[Collected data]
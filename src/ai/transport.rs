// ============================================================================
// TRANSPORTS — request model, normalized response, direct and proxy adapters
// ============================================================================
//
// Both transports accept the same `RemoteRequest` and hand back the same
// `NormalizedResponse`. Every shape difference between the REST API, the
// proxy and the image endpoint is settled here and nowhere downstream.

use std::time::Duration;

use async_trait::async_trait;
use base64::Engine;
use base64::engine::general_purpose::STANDARD as BASE64;
use reqwest::{Client, RequestBuilder, StatusCode};
use serde::de::DeserializeOwned;
use serde_json::Value;
use thiserror::Error;

use super::api;
use super::video::{VideoOperation, VideoRequest};
use crate::artifact::Artifact;
use crate::cache::sha256_hex;

// ============================================================================
// REQUEST
// ============================================================================

/// One ordered input to a remote call.
#[derive(Clone, Debug)]
pub enum InputPart {
    Text(String),
    Image(Artifact),
    /// Reference to an already uploaded file. Not part of the fingerprint.
    FileUri { uri: String, mime_type: String },
}

impl InputPart {
    pub fn text(text: impl Into<String>) -> Self {
        InputPart::Text(text.into())
    }

    /// Component hashed into the request fingerprint.
    fn fingerprint_component(&self) -> String {
        match self {
            InputPart::Text(text) if text.is_empty() => String::new(),
            InputPart::Text(text) => sha256_hex(text),
            InputPart::Image(artifact) if artifact.is_empty() => String::new(),
            InputPart::Image(artifact) => sha256_hex(artifact.to_base64()),
            InputPart::FileUri { .. } => String::new(),
        }
    }

    fn to_wire(&self) -> api::Part {
        match self {
            InputPart::Text(text) => api::Part {
                text: Some(text.clone()),
                ..Default::default()
            },
            InputPart::Image(artifact) => api::Part {
                inline_data: Some(api::Blob {
                    data: Some(artifact.to_base64()),
                    mime_type: Some(artifact.mime_type().to_string()),
                }),
                ..Default::default()
            },
            InputPart::FileUri { uri, mime_type } => api::Part {
                file_data: Some(api::FileData {
                    file_uri: Some(uri.clone()),
                    mime_type: Some(mime_type.clone()),
                }),
                ..Default::default()
            },
        }
    }
}

#[derive(Clone, Copy, Debug, PartialEq, Eq)]
pub enum RemoteTask {
    /// Multimodal `generateContent`.
    GenerateContent,
    /// Text-to-image generation. The prompt is the concatenated text parts,
    /// `config.aspectRatio` selects the shape.
    GenerateImages,
}

impl RemoteTask {
    pub fn as_str(self) -> &'static str {
        match self {
            RemoteTask::GenerateContent => "generateContent",
            RemoteTask::GenerateImages => "generateImages",
        }
    }
}

#[derive(Clone, Debug)]
pub struct RemoteRequest {
    pub model: String,
    pub parts: Vec<InputPart>,
    pub config: Option<Value>,
    pub task: RemoteTask,
}

impl RemoteRequest {
    pub fn new(model: impl Into<String>, parts: Vec<InputPart>) -> Self {
        Self {
            model: model.into(),
            parts,
            config: None,
            task: RemoteTask::GenerateContent,
        }
    }

    pub fn with_config(mut self, config: Value) -> Self {
        self.config = Some(config);
        self
    }

    pub fn images(model: impl Into<String>, prompt: impl Into<String>, aspect_ratio: &str) -> Self {
        Self {
            model: model.into(),
            parts: vec![InputPart::Text(prompt.into())],
            config: Some(serde_json::json!({ "numberOfImages": 1, "aspectRatio": aspect_ratio })),
            task: RemoteTask::GenerateImages,
        }
    }

    pub fn prompt(&self) -> String {
        self.parts
            .iter()
            .filter_map(|p| match p {
                InputPart::Text(t) => Some(t.as_str()),
                _ => None,
            })
            .collect::<Vec<_>>()
            .join("\n")
    }

    pub fn aspect_ratio(&self) -> Option<&str> {
        self.config.as_ref()?.get("aspectRatio")?.as_str()
    }

    /// Stable cache key for this request, a lowercase SHA-256 hex string.
    ///
    /// Content requests hash `model:<part hashes>:<config json>`. Text parts
    /// hash their text, images hash their base64 encoding. Empty parts and
    /// file references contribute nothing. Image generation hashes `model:prompt:aspect`.
    pub fn fingerprint(&self) -> String {
        match self.task {
            RemoteTask::GenerateContent => {
                let parts: String = self.parts.iter().map(InputPart::fingerprint_component).collect();
                let config = self.config.as_ref().map(Value::to_string).unwrap_or_default();
                sha256_hex(format!("{}:{}:{}", self.model, parts, config))
            }
            RemoteTask::GenerateImages => sha256_hex(format!(
                "{}:{}:{}",
                self.model,
                self.prompt(),
                self.aspect_ratio().unwrap_or("1:1")
            )),
        }
    }

    fn contents(&self) -> Vec<api::Content> {
        vec![api::Content {
            parts: Some(self.parts.iter().map(InputPart::to_wire).collect()),
            role: Some("user".to_string()),
        }]
    }
}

### AIM OF THE EXERCISE
Tell how many lines in the data hold the string "enum". Only the number is wanted.

### ANSWER TO THIS TASK
2